**Work order**: Within the material below, transcribe exactly the lines from the one holding "let mut inserted = 0u64;" through the one holding "severity, price, change_pct, amount, message, recorded_at", keeping both ends and skipping the rest.
* * * *
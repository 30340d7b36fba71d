use sqlx::SqlitePool;

use crate::error::Result;
use crate::types::{AnomalyEvent, AnomalyKind};

/// Append-only store for classified anomaly events.
///
/// The upstream change stream is a rolling intraday window, so consecutive
/// polls overlap heavily. Inserts go through OR IGNORE against the
/// (trade_date, event_time, code, raw_label) natural key: only rows not
/// seen before land, and burst counting works off `recorded_at` of those.
pub struct AnomalyStore {
    pool: SqlitePool,
}

impl AnomalyStore {
    pub fn new(pool: SqlitePool) -> Self {
        Self { pool }
    }

    /// Insert a poll's worth of events, skipping already-seen rows.
    /// Returns how many were new. `recorded_at` is the cycle clock.
    pub async fn record_batch_at(&self, events: &[AnomalyEvent], recorded_at: i64) -> Result<u64> {
        if events.is_empty() {
            return Ok(0);
        }

        let mut tx = self.pool.begin().await?;
        let mut inserted = 0u64;
        for event in events {
            let result = sqlx::query(
                r#"
                INSERT OR IGNORE INTO anomaly_events (
                    trade_date, event_time, code, name, kind, raw_label,
                    severity, price, change_pct, amount, message, recorded_at
                ) VALUES (?, ?, ?, ?, ?, ?, ?, ?, ?, ?, ?, ?)
                "#,
            )
            .bind(&event.trade_date)
            .bind(&event.event_time)
            .bind(&event.code)
            .bind(&event.name)
            .bind(event.kind.as_str())
            .bind(&event.raw_label)
            .bind(event.severity.as_str())
            .bind(event.price)
            .bind(event.change_pct)
            .bind(event.amount)
            .bind(&event.message)
            .bind(recorded_at)
            .execute(&mut *tx)
            .await?;
            inserted += result.rows_affected();
        }
        tx.commit().await?;

        Ok(inserted)
    }

    /// How many events of `kind` were first recorded at or after `since`.
    pub async fn count_since(&self, kind: AnomalyKind, since: i64) -> Result<i64> {
        let count: i64 = sqlx::query_scalar(
            "SELECT COUNT(*) FROM anomaly_events WHERE kind = ? AND recorded_at >= ?",
        )
        .bind(kind.as_str())
        .bind(since)
        .fetch_one(&self.pool)
        .await?;
        Ok(count)
    }
}

// ---------------------------------------------------------------------------

#[cfg(test)]
mod tests {
    use super::*;
    use crate::db::memory_pool;
    use crate::types::Severity;

    fn event(code: &str, event_time: &str, kind: AnomalyKind) -> AnomalyEvent {
        AnomalyEvent {
            code: code.to_string(),
            name: "测试股".to_string(),
            kind,
            raw_label: "火箭发射".to_string(),
            severity: Severity::High,
            price: 12.34,
            change_pct: 5.6,
            amount: 0.0,
            message: format!("🚀 {code}"),
            event_time: event_time.to_string(),
            trade_date: "20260823".to_string(),
        }
    }

    async fn total_rows(store: &AnomalyStore) -> i64 {
        sqlx::query_scalar("SELECT COUNT(*) FROM anomaly_events")
            .fetch_one(&store.pool)
            .await
            .unwrap()
    }

    #[tokio::test]
    async fn overlapping_polls_insert_each_event_once() {
        let store = AnomalyStore::new(memory_pool().await);
        let batch = vec![
            event("600519", "09:31:00", AnomalyKind::Rocket),
            event("000001", "09:31:05", AnomalyKind::Rocket),
        ];

        assert_eq!(store.record_batch_at(&batch, 1_000).await.unwrap(), 2);

        // Second poll returns the same rows plus one new one.
        let mut next = batch.clone();
        next.push(event("300750", "09:32:00", AnomalyKind::Dive));
        assert_eq!(store.record_batch_at(&next, 1_060).await.unwrap(), 1);
        assert_eq!(total_rows(&store).await, 3);
    }

    #[tokio::test]
    async fn duplicate_inside_one_batch_counts_once() {
        let store = AnomalyStore::new(memory_pool().await);
        let e = event("600519", "09:31:00", AnomalyKind::Rocket);

        let inserted = store.record_batch_at(&[e.clone(), e], 1_000).await.unwrap();
        assert_eq!(inserted, 1);
        assert_eq!(total_rows(&store).await, 1);
    }

    #[tokio::test]
    async fn same_stock_different_event_time_is_a_new_row() {
        let store = AnomalyStore::new(memory_pool().await);
        let batch = vec![
            event("600519", "09:31:00", AnomalyKind::Rocket),
            event("600519", "09:45:00", AnomalyKind::Rocket),
        ];
        assert_eq!(store.record_batch_at(&batch, 1_000).await.unwrap(), 2);
    }

    #[tokio::test]
    async fn count_since_filters_by_kind_and_time() {
        let store = AnomalyStore::new(memory_pool().await);

        store
            .record_batch_at(&[event("600519", "09:31:00", AnomalyKind::Rocket)], 1_000)
            .await
            .unwrap();
        store
            .record_batch_at(
                &[
                    event("000001", "09:36:00", AnomalyKind::Rocket),
                    event("300750", "09:36:10", AnomalyKind::Dive),
                ],
                1_300,
            )
            .await
            .unwrap();

        assert_eq!(store.count_since(AnomalyKind::Rocket, 1_200).await.unwrap(), 1);
        assert_eq!(store.count_since(AnomalyKind::Rocket, 0).await.unwrap(), 2);
        assert_eq!(store.count_since(AnomalyKind::Dive, 1_200).await.unwrap(), 1);
        assert_eq!(store.count_since(AnomalyKind::BigOrderBuy, 0).await.unwrap(), 0);
    }

    #[tokio::test]
    async fn empty_batch_skips_the_transaction() {
        let store = AnomalyStore::new(memory_pool().await);
        assert_eq!(store.record_batch_at(&[], 1_000).await.unwrap(), 0);
    }
}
* * * *
**Task result**:
        let mut inserted = 0u64;
        for event in events {
            let result = sqlx::query(
                r#"
                INSERT OR IGNORE INTO anomaly_events (
                    trade_date, event_time, code, name, kind, raw_label,
                    severity, price, change_pct, amount, message, recorded_at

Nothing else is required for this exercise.